» What you have to do: In the entries that follow, how many lines hold "const"? Nothing but the number is expected.

Information shown Start Marker

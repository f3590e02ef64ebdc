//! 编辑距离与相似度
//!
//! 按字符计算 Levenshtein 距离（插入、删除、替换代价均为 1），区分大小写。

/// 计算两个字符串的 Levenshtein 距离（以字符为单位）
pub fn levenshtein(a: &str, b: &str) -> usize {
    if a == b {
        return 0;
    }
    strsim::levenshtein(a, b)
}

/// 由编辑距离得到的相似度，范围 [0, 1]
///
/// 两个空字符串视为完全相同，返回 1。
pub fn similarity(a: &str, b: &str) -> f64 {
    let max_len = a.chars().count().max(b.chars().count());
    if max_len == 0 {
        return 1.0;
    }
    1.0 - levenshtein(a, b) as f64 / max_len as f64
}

Information shown End Marker
Information shown Start Marker

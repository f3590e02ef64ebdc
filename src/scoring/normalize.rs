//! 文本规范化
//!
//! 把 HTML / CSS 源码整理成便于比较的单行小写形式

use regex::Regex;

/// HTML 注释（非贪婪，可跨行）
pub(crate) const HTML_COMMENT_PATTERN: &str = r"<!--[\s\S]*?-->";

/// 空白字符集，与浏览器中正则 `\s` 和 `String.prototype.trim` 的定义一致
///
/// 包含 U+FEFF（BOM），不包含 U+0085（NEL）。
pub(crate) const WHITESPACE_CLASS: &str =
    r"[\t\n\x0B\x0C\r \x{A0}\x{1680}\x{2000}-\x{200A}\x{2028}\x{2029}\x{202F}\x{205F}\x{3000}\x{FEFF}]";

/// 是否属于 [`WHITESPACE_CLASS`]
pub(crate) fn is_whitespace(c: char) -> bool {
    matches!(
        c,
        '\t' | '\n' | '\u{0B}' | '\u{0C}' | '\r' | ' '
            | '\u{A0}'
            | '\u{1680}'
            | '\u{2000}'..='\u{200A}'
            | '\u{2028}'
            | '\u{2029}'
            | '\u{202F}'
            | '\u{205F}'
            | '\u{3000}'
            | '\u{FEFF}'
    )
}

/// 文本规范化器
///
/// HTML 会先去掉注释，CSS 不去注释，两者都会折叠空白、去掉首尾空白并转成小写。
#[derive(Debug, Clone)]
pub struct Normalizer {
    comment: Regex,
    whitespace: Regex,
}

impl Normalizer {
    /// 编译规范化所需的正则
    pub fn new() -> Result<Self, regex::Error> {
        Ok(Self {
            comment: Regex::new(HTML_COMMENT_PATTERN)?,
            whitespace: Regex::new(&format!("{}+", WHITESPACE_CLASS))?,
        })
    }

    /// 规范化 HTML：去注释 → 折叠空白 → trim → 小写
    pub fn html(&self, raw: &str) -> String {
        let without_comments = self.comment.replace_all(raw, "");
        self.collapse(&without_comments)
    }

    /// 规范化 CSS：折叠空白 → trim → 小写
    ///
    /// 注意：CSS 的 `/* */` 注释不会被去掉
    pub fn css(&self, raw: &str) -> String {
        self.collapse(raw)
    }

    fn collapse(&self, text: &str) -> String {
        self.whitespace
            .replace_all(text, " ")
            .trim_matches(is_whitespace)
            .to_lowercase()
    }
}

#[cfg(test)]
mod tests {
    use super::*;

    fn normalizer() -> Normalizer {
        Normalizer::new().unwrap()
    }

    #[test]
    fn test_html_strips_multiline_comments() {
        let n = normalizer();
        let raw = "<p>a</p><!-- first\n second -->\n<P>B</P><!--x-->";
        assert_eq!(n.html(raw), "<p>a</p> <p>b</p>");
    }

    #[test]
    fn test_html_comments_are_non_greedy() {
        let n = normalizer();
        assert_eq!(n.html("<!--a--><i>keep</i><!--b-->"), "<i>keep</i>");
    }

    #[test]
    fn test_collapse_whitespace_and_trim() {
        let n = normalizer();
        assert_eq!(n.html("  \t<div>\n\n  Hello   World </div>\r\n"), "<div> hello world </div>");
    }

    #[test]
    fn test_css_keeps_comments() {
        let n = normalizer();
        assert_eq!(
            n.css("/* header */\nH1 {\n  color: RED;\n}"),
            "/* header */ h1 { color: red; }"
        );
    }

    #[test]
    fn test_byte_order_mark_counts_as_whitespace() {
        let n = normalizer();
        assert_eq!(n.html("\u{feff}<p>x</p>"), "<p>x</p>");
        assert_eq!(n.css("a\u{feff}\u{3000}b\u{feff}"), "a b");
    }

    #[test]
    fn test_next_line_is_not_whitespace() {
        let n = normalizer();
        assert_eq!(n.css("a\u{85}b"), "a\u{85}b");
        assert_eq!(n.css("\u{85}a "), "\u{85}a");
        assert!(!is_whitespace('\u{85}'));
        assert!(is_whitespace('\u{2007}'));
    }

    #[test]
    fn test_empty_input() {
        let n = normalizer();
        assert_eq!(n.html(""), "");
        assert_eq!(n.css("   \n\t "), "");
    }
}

Information shown End Marker

» Exercise output: 2